30 Statistical Modeling - M1L1 – Bayesian Statistics

Objectives

What are the objectives of statistical models?
What can they accomplish and where do they fit in the broader field of data science?

This course is about statistical modelling which falls under the analyzing data objective.

So what is a statistical model?
A statistical model will be a mathematical structure used to imitate, And approximate, the data generating process. It typically describes relationships among variables while accounting for uncertainty and variability in the data.

For what kinds of problems might we use a statistical model?

Quantifying uncertainty:
1. are relationships between variables we cannot measure?
2. how many people were polled?
3. how were they chosen?
4. how would the data change if we repeated the poll.
Inference
1. Extend the result and infer what percentage of the total population supports the candidate?
2. We may also have other demographic information about each person in the poll.
  
  A statistical model might allow us to see how these other variables relate to a person’s likelihood of supporting the candidate.
Measure support for hypothesis
1. Does the evidence support a hypothesis that the candidate is more popular with men than women?
Prediction
1. Given demographic information on a voter we could use the model to predict her vote.
2. Also important for machine learning.

30.1 A Poll for a political candidate

57% for a candidate
the 99% CI (51,63)
demographics:
- 55% women
- 63% men

Which objective does statistical modeling most share with machine learning?

Solution. Prediction - This objective is vital to both statistics and machine learning, and is paramount in machine learning.

30.2 Modeling Process 🎥

Figure 30.1: statistical modeling process

Building statistical models is a process, and each step should be taken carefully. Here we outline the general process and offer some practical advice. We’ll call this the statistical modeling process.

The first step in this process is to understand the problem. This may seem obvious, but understanding the problem and context is critical to success. A sophisticated model might be useless if it is applied inappropriately.

understand the problem

Example 30.1 (international stores) For example, suppose you have revenue data from several different locations of a store chain at unknown locations.

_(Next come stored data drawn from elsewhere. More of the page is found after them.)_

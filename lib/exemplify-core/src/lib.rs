//! # Exemplify Core
//!
//! Collect the examples of an OpenAPI document and inline the ones that are
//! only referenced, ready for a documentation or client generator.
//!
//! Two stages work on a read-only [`ApiDocument`]:
//! - **[`collect`]** turns one media type into [`ExamplePlaceholder`]s
//!   (inline `example`, named `examples`, component schema `example`)
//! - **[`resolve`]** replaces every referenced example of an owner (usually an
//!   operation) by the concrete example it points to
//!
//! Both report what went wrong to an injected [`Diagnostics`] sink instead of
//! failing, the only hard error being [`ResolveError::UnsupportedMethod`].
//!
//! ## Quick Start
//!
//! ```rust
//! use exemplify_core::{ApiDocument, TracingDiagnostics, collect_document_examples};
//!
//! # fn main() -> Result<(), Box<dyn std::error::Error>> {
//! let document = ApiDocument::from_json_str(r##"{
//!   "openapi": "3.1.0",
//!   "info": { "title": "Pets", "version": "1.0.0" },
//!   "paths": {
//!     "/pets": {
//!       "get": {
//!         "operationId": "listPets",
//!         "responses": {
//!           "200": {
//!             "description": "The pets",
//!             "content": {
//!               "application/json": {
//!                 "examples": { "rex": { "$ref": "#/components/examples/rex" } }
//!               }
//!             }
//!           }
//!         }
//!       }
//!     }
//!   },
//!   "components": {
//!     "examples": { "rex": { "value": [{ "name": "Rex" }] } }
//!   }
//! }"##)?;
//!
//! let owners = collect_document_examples(&document, &mut TracingDiagnostics)?;
//! assert_eq!(owners[0].owner, "listPets");
//! assert_eq!(owners[0].examples[0].value(), Some(&serde_json::json!([{ "name": "Rex" }])));
//! # Ok(())
//! # }
//! ```
//!
//! ## Working a media type at a time
//!
//! ```rust
//! use exemplify_core::{ApiDocument, CollectedDiagnostics, collect, resolve};
//! use serde_json::json;
//! use utoipa::openapi::{ContentBuilder, OpenApiBuilder};
//!
//! # fn main() -> Result<(), exemplify_core::ResolveError> {
//! let document = ApiDocument::new(OpenApiBuilder::new().build());
//! let media_type = ContentBuilder::new()
//!     .example(Some(json!({ "$ref": "#/components/examples/missing" })))
//!     .build();
//!
//! let mut diagnostics = CollectedDiagnostics::default();
//! let mut examples = vec![];
//! collect(&document, &media_type, "200", "application/json", &mut examples, &mut diagnostics);
//! resolve("getPet", &mut examples, &document, &mut diagnostics)?;
//!
//! // still a reference: broken references are kept, and reported
//! assert_eq!(examples[0].reference_location(), Some("#/components/examples/missing"));
//! assert_eq!(diagnostics.warnings().count(), 1);
//! # Ok(())
//! # }
//! ```

mod collector;
mod diagnostics;
mod document;
mod error;
mod placeholder;
mod resolver;
mod traversal;

pub use collector::{SINGLE_EXAMPLE_KEY, collect};
pub use diagnostics::{CollectedDiagnostics, Diagnostic, Diagnostics, PathStep, TracingDiagnostics};
pub use document::ApiDocument;
pub use error::{DocumentError, ResolveError};
pub use placeholder::{ExamplePlaceholder, PlaceholderState};
pub use resolver::resolve;
pub use traversal::{
    OwnerExamples, REQUEST_BODY_LABEL, collect_document_examples, operation_examples,
};
use serde::Serialize;
use serde_json::Value;
use utoipa::openapi::example::{Example, ExampleBuilder};
use utoipa::openapi::{Ref, RefOr};

/// One example of a media type, waiting to be inlined.
///
/// The example itself is either:
/// - absent, the placeholder will be dropped by [`resolve`](crate::resolve)
/// - a reference ([`RefOr::Ref`]) into the document, still to be resolved
/// - a concrete [`Example`] ([`RefOr::T`]), inline or already resolved
///
/// Placeholders are created by [`collect`](crate::collect) and only the resolver
/// replaces their example.
#[derive(Debug, Clone, PartialEq, Serialize)]
#[serde(rename_all = "camelCase")]
pub struct ExamplePlaceholder {
    key: String,
    content_type: String,
    is_json: bool,
    example: Option<RefOr<Example>>,
}

/// Where a placeholder stands in the resolution process.
#[derive(Debug, Clone, Copy, PartialEq, Eq, Hash)]
pub enum PlaceholderState {
    /// No example at all.
    Missing,
    /// The example is still a reference.
    Reference,
    /// The example is concrete.
    Concrete,
}

impl ExamplePlaceholder {
    /// Creates a placeholder holding any example (or none).
    pub fn new(
        key: impl Into<String>,
        content_type: impl Into<String>,
        example: Option<RefOr<Example>>,
    ) -> Self {
        let content_type = content_type.into();
        Self {
            key: key.into(),
            is_json: is_json(&content_type),
            content_type,
            example,
        }
    }

    /// Creates a placeholder wrapping a concrete example value.
    pub fn concrete(key: impl Into<String>, content_type: impl Into<String>, value: Value) -> Self {
        Self::new(key, content_type, Some(RefOr::T(example_of(value))))
    }

    /// Creates a placeholder pointing to an example elsewhere in the document.
    pub fn reference(
        key: impl Into<String>,
        content_type: impl Into<String>,
        location: impl Into<String>,
    ) -> Self {
        Self::new(key, content_type, Some(RefOr::Ref(Ref::new(location))))
    }

    /// Creates a placeholder without any example.
    pub fn missing(key: impl Into<String>, content_type: impl Into<String>) -> Self {
        Self::new(key, content_type, None)
    }

    /// The example name, `example` for single examples.
    #[must_use]
    pub fn key(&self) -> &str {
        &self.key
    }

    /// The content type of the owning media type.
    #[must_use]
    pub fn content_type(&self) -> &str {
        &self.content_type
    }

    /// Whether the content type is a JSON one.
    #[must_use]
    pub fn is_json(&self) -> bool {
        self.is_json
    }

    /// The example, concrete or still a reference.
    #[must_use]
    pub fn example(&self) -> Option<&RefOr<Example>> {
        self.example.as_ref()
    }

    /// The reference location while the example is not resolved.
    #[must_use]
    pub fn reference_location(&self) -> Option<&str> {
        match &self.example {
            Some(RefOr::Ref(reference)) => Some(&reference.ref_location),
            _ => None,
        }
    }

    /// The concrete example value, if any.
    #[must_use]
    pub fn value(&self) -> Option<&Value> {
        match &self.example {
            Some(RefOr::T(example)) => example.value.as_ref(),
            _ => None,
        }
    }

    /// The current resolution state.
    #[must_use]
    pub fn state(&self) -> PlaceholderState {
        match &self.example {
            None => PlaceholderState::Missing,
            Some(RefOr::Ref(_)) => PlaceholderState::Reference,
            Some(RefOr::T(_)) => PlaceholderState::Concrete,
        }
    }

    pub(crate) fn replace_example(&mut self, example: Example) {
        self.example = Some(RefOr::T(example));
    }
}

/// Wraps a raw value into an [`Example`].
pub(crate) fn example_of(value: Value) -> Example {
    ExampleBuilder::new().value(Some(value)).build()
}

fn is_json(content_type: &str) -> bool {
    content_type.to_ascii_lowercase().contains("json")
}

It seems reasonable to average these revenue numbers as a summary of how the store is doing.
Suppose you discover that the stores are located in different countries and reported revenues in different currencies.
Now that average doesn’t seem to have much meaning unless, of course, we get the revenue numbers converted to the same scale.

The second step is to plan and properly collect relevant data. There may be multiple quantities that you could potentially measure to help answer your question. In this step, you decide what information will be most useful to solving your problem. How to collect the data and how many data points to collect. The quality of your data collection plan determines the value of your data.

plan and collect data

30.3 peer review survey

For example, if you conduct a survey of peers in your workplace. Your results would likely not generalize to all workers in the company, especially if there are multiple work sites. If you want generalizable results, a better plan would be to select a random sample among all employees to participate in your survey.

The step is addressed in detail in most introductory statistics courses.

The third step in this process is to explore your data. In this step, you should ensure that the data collection plan was followed. And that the data were recorded accurately. If there are major surprises in that data, verified that they are not errors. In this step, you’ll often want to visualize the data to gain a basic understanding of the relationships among your variables. This can help you decide what kinds of models might be appropriate. Finally, the practice of snooping around or mining your data, looking for interesting hypothesis to test can potentially invalidate your statistical modeling results. If you want to mine your data, and test your findings, it is usually best to randomly split your data into two parts. With one part, you can look for interesting things to test and fit different potential models. With the other, you can fit the model you chose using the first part to validate or see if the results can be replicated on other data.

explore your data

The fourth step in this process is to postulate a model. After gaining an understanding of how your data are structured, choose a model that can appropriately approximate or summarize the interesting content of the data. This might be an off the shelf statistical model like a regression or it could be based on a scientific theory such as a growth model. It could also be multiple models.

postulate a model

Generally, it is desirable to find a model where the parameters we estimate can be interpreted in the context of the original problem. You might also have to strike a balance between model complexity, and model generalizability. This is often referred to as the bias variance trade-off. Large complex models, might be able to fit your particular dataset very well. But may fail to generalize to future data.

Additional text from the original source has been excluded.